■ **Your task**: In the listing that follows, count the lines that include "selected", and answer with the total alone.

+ + + + +

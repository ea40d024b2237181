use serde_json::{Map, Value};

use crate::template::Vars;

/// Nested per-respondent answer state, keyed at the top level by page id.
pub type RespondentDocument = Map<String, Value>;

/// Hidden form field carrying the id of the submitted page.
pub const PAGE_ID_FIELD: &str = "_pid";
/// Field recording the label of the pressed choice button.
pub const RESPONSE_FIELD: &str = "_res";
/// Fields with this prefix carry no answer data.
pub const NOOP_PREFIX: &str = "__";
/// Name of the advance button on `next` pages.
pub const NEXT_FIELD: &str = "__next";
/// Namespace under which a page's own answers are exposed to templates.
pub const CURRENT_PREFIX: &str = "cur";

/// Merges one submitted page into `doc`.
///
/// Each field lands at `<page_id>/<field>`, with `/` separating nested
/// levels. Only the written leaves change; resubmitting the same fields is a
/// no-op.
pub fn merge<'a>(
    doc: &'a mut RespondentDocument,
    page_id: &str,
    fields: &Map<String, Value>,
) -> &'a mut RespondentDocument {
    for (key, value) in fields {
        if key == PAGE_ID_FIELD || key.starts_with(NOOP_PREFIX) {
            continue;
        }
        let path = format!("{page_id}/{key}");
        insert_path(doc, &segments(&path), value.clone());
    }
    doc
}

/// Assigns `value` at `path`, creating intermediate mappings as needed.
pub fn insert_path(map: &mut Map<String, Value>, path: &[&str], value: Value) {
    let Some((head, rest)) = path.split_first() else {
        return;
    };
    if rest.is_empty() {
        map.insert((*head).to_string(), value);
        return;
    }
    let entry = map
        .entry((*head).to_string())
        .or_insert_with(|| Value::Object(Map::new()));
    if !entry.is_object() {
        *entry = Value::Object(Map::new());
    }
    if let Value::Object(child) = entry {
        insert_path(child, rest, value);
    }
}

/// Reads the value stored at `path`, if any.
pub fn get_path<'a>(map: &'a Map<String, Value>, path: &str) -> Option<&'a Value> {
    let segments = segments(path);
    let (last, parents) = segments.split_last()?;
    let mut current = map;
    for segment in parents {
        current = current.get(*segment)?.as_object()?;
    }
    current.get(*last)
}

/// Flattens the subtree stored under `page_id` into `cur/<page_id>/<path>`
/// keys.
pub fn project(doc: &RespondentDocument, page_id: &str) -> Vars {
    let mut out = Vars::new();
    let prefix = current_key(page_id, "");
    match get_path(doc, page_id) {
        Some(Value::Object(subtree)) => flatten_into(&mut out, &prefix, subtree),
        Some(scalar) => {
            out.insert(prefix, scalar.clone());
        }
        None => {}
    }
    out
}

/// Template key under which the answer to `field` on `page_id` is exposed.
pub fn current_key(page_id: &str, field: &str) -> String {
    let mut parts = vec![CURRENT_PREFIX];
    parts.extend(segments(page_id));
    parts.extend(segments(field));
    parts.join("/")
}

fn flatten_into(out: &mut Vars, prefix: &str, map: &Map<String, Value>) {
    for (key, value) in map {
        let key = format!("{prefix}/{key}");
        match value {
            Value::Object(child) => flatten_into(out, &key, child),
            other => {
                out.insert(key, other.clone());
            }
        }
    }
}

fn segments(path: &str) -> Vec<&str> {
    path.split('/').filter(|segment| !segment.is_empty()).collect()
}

+ + + + +

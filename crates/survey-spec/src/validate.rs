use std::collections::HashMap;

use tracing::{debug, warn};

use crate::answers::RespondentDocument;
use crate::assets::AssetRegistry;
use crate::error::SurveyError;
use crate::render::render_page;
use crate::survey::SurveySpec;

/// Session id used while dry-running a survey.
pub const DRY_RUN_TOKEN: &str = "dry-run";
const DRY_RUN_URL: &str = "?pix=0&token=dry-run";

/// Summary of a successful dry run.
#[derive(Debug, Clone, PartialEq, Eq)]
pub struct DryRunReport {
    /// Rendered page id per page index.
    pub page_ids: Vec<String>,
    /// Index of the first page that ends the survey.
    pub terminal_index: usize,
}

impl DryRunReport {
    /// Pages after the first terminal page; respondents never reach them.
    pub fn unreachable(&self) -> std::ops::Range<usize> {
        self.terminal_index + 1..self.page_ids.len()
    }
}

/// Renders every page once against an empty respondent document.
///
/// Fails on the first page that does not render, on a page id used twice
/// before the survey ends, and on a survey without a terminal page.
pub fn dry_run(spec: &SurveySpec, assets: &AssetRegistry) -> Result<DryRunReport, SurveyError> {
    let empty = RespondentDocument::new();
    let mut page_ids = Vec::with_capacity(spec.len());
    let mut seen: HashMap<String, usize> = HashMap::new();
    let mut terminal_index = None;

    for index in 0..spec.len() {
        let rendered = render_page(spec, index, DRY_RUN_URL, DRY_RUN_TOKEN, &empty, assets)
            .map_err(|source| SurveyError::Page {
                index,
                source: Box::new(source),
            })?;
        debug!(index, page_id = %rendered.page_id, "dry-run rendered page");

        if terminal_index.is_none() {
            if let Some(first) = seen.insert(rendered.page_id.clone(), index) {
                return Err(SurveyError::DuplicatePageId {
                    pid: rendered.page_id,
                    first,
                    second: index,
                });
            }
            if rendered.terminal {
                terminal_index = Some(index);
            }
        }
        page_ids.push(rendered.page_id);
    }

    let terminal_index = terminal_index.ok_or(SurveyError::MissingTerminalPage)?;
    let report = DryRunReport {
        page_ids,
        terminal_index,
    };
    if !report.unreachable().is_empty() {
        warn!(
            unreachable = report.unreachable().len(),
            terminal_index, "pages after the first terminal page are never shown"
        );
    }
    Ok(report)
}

+ + + + +

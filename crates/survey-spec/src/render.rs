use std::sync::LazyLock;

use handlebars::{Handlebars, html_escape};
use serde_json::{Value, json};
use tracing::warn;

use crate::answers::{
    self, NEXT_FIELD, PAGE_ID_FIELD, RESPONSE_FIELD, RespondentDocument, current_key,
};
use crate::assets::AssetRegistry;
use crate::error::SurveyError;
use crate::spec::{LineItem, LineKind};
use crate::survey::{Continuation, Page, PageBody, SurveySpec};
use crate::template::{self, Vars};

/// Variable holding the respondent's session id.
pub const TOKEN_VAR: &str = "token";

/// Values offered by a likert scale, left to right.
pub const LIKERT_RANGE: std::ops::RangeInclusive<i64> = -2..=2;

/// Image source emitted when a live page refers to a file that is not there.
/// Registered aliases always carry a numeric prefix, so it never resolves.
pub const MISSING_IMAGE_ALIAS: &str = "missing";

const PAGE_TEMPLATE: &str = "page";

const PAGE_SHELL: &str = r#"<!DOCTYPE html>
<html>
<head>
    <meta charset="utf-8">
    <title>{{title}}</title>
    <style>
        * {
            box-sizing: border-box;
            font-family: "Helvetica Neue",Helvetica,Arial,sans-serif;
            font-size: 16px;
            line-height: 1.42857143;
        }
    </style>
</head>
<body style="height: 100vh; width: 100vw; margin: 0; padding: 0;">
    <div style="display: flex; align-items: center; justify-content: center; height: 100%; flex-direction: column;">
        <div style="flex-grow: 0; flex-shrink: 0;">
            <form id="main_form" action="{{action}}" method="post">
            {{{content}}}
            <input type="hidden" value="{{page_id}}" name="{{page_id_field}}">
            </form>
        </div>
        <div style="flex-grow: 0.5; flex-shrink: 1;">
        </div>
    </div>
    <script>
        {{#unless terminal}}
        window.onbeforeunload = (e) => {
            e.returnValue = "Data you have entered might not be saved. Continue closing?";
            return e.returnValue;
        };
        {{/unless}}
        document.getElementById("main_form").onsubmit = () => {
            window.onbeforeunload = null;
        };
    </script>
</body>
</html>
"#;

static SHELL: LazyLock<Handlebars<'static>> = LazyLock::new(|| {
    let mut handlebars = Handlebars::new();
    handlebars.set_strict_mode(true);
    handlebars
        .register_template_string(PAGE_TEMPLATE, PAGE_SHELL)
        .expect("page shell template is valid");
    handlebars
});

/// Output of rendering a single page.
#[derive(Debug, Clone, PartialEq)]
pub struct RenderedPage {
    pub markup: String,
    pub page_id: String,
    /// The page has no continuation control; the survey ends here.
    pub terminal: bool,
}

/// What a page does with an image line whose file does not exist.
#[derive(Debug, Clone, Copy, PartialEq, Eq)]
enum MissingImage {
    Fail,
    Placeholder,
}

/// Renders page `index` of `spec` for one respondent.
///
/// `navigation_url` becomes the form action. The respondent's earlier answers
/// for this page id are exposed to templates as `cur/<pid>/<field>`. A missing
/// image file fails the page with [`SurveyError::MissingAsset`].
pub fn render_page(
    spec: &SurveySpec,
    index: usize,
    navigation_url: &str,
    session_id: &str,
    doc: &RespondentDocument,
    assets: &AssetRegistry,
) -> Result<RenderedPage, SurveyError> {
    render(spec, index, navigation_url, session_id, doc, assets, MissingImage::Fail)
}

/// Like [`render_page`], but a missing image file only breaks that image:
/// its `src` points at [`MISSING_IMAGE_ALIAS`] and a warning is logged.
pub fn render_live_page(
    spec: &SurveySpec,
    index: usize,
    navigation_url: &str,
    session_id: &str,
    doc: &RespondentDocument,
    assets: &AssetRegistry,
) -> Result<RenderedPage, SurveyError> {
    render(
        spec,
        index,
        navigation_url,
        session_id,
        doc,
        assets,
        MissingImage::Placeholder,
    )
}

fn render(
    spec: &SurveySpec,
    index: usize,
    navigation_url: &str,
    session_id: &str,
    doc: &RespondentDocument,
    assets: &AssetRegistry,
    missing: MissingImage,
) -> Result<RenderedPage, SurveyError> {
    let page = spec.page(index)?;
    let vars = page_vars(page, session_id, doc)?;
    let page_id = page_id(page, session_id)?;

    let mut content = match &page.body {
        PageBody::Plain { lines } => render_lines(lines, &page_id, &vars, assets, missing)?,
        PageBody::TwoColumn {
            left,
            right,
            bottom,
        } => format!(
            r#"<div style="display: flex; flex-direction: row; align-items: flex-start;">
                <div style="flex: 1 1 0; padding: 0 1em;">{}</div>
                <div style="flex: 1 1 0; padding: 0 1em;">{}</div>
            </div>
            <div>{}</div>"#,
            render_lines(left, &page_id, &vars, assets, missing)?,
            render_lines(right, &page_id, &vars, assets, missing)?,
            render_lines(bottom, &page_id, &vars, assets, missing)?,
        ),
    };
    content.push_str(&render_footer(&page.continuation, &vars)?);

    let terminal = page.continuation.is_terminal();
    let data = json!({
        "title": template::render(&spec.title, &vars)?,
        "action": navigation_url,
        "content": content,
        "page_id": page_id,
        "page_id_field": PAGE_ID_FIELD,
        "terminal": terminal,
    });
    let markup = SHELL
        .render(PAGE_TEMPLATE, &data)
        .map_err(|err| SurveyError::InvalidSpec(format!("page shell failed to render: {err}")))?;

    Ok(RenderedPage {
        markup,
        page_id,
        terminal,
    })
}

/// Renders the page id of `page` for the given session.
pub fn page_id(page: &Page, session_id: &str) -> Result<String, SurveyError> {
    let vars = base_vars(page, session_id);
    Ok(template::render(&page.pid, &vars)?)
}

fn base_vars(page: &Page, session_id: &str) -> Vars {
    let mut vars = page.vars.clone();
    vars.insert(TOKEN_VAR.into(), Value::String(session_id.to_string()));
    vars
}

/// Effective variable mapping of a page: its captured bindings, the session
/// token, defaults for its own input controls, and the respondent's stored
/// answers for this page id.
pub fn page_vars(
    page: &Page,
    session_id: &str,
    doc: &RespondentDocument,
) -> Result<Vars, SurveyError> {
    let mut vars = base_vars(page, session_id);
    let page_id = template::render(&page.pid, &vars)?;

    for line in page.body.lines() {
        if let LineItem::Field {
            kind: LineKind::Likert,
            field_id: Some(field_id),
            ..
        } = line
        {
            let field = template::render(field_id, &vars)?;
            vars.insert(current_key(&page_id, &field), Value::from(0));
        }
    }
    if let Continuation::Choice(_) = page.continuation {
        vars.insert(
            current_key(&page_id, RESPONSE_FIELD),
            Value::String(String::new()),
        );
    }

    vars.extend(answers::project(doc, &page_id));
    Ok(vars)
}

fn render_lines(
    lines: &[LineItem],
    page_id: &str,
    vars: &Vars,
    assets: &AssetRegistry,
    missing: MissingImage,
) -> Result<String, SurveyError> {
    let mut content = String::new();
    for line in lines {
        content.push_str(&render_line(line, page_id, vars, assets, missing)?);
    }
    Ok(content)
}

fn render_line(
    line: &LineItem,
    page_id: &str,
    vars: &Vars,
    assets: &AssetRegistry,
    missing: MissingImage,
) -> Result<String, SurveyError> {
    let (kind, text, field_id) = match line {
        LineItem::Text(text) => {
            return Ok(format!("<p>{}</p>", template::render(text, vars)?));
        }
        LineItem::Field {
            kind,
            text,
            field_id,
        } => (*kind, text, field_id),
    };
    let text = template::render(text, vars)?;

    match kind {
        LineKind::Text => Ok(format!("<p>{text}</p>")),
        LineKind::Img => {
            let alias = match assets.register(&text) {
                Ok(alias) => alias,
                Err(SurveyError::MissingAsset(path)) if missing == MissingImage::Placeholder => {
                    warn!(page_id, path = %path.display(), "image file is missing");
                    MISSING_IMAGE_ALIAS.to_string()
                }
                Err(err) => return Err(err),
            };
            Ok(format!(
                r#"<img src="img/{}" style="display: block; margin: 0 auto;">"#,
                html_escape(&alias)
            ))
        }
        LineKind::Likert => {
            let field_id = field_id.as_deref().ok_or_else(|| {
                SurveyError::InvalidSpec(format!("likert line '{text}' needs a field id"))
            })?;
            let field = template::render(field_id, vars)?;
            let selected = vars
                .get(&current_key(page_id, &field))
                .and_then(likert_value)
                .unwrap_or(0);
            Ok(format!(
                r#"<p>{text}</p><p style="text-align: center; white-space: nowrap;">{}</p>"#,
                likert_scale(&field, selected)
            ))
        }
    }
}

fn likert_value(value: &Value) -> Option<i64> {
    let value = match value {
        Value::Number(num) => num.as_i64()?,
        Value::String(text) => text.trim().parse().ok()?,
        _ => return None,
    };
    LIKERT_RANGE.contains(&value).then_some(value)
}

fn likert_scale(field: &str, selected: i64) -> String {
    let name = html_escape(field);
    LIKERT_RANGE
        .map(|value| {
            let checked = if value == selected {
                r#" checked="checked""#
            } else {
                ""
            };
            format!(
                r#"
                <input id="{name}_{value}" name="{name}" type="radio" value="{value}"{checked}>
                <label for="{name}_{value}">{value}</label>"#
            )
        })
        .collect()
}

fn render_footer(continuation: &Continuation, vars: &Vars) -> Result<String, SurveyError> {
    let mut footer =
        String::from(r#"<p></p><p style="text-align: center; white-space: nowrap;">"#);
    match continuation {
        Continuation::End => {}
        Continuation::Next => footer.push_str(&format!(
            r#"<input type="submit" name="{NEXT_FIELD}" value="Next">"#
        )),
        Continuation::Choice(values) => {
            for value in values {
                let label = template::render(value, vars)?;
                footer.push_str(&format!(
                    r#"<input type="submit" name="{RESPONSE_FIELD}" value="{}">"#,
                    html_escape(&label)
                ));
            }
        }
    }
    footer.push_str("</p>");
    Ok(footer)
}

+ + + + +

■ **Response**: 4